Introduction: The study outlines the implementation of a Datalake to facilitate the search of unstructured data sourced from diverse field and office reports. These reports cover various aspects of well performance, including tests and specific events such as shut in, opening, choking back, and hydrate/wax deposition. By integrating analytics of these well events with existing production dashboards, engineers can efficiently locate crucial events and descriptions that influence well production.
Results: The implemented data lake is now integrated with a variety of production report repositories and is also connected to emails. All previously unstructured data are being structured and saved into a structured database. Machine learning models have been trained to pinpoint events of importance to operators. Furthermore, all this information is now accessible from a singular access point. Data lake technology was introduced, specifically tailored for smart searching of well-related data and events.
Introduction: The system consolidates production measurement validation, executes "near real time" calculations, manages changes related to allocation measurement and calculations, and performs data reconciliation and gross error detection. The system aims for auditability and traceability of measurements, pinpointing mismeasurements via data reconciliation, and computing total uncertainty. It permits the re-validation of raw data and highlights suspect meters or analyzers with errors or instruments showing drift.
Results: The complete production data management system was delivered to the client. With an intuitive interface and powerful tools which leverage AI and low-code development, the system helps the client to ensure the accuracy and integrity of their production data, increasing efficiency and reducing the risk of errors. The platform includes modules for traceability and auditability, enabling the client to easily track and verify their data for compliance purposes. For example, the platform can automatically check for inconsistencies in production data, alerting users to any potential issues before they become a problem. It can also track changes to data over time, providing an audit trail for compliance purposes. The platform's strong advantages are - browser based solution and integration capacity, i.e. it is not tied to certain technology. The platform is deployed without disrupting the existing architecture.
Introduction: It was required to perform a feasibility study for applicability of data driven methods as means of building virtual flow metering models for well parameters estimation. The wells are equipped with ESPs and surface/downhole sensors. The raw data stored in PI servers. Several wells share a single MPFM. The client already has an inhouse built physics based solution. However, the existing solution consumes lot's of engineer's time to tune the models in case one of the sensors is not available. Alternative solution is to implement a 100% data driven solution.
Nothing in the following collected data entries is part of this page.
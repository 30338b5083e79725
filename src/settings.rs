//! Player preferences
//!
//! Persisted separately from the best score.

use serde::{Deserialize, Serialize};

use crate::persistence::{Storage, StorageError, load_json, save_json};

/// Game settings/preferences
#[derive(Debug, Clone, PartialEq, Serialize, Deserialize)]
#[serde(default)]
pub struct Settings {
    // === Audio ===
    /// Landing/stomp/pickup sounds muted
    pub sfx_muted: bool,
    /// Background music muted
    pub music_muted: bool,
    /// Master volume (0.0 - 1.0)
    pub master_volume: f32,
    /// Sound effects volume (0.0 - 1.0)
    pub sfx_volume: f32,
    /// Music volume (0.0 - 1.0)
    pub music_volume: f32,

    // === Behaviour ===
    /// Pause the run when the window loses focus or the tab is hidden
    pub pause_on_blur: bool,
}

impl Default for Settings {
    fn default() -> Self {
        Self {
            sfx_muted: false,
            music_muted: false,
            master_volume: 0.8,
            sfx_volume: 0.55,
            music_volume: 0.25,
            pause_on_blur: true,
        }
    }
}

impl Settings {
    /// LocalStorage key
    pub const STORAGE_KEY: &'static str = "doodle_hop_settings";

    /// Effect gain before muting
    pub fn sfx_gain(&self) -> f32 {
        self.master_volume * self.sfx_volume
    }

    /// Music gain before muting
    pub fn music_gain(&self) -> f32 {
        self.master_volume * self.music_volume
    }

    /// Clamp volumes into [0, 1]
    pub fn sanitized(mut self) -> Self {
        for v in [
            &mut self.master_volume,
            &mut self.sfx_volume,
            &mut self.music_volume,
        ] {
            *v = if v.is_finite() { v.clamp(0.0, 1.0) } else { 1.0 };
        }
        self
    }

    pub fn load_from(storage: &dyn Storage) -> Self {
        match load_json::<Settings>(storage, Self::STORAGE_KEY) {
            Some(settings) => {
                log::info!("Loaded settings");
                settings.sanitized()
            }
            None => {
                log::info!("Using default settings");
                Self::default()
            }
        }
    }

    pub fn save_to(&self, storage: &mut dyn Storage) -> Result<(), StorageError> {
        save_json(storage, Self::STORAGE_KEY, self)?;
        log::info!("Settings saved");
        Ok(())
    }
}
Results: First, our team of ML and Petroleum engineers conducted a raw data analysis to understand the quality of the data. The inconsistencies in the raw data were discussed with the client. Once the data preparation was done, several deep learning models were trained and tested. The deep learning models revealed that the MPFM readings started to behave differently. The study showed that the data driven models are applicable not only as VFMs but also to support detecting anomalies.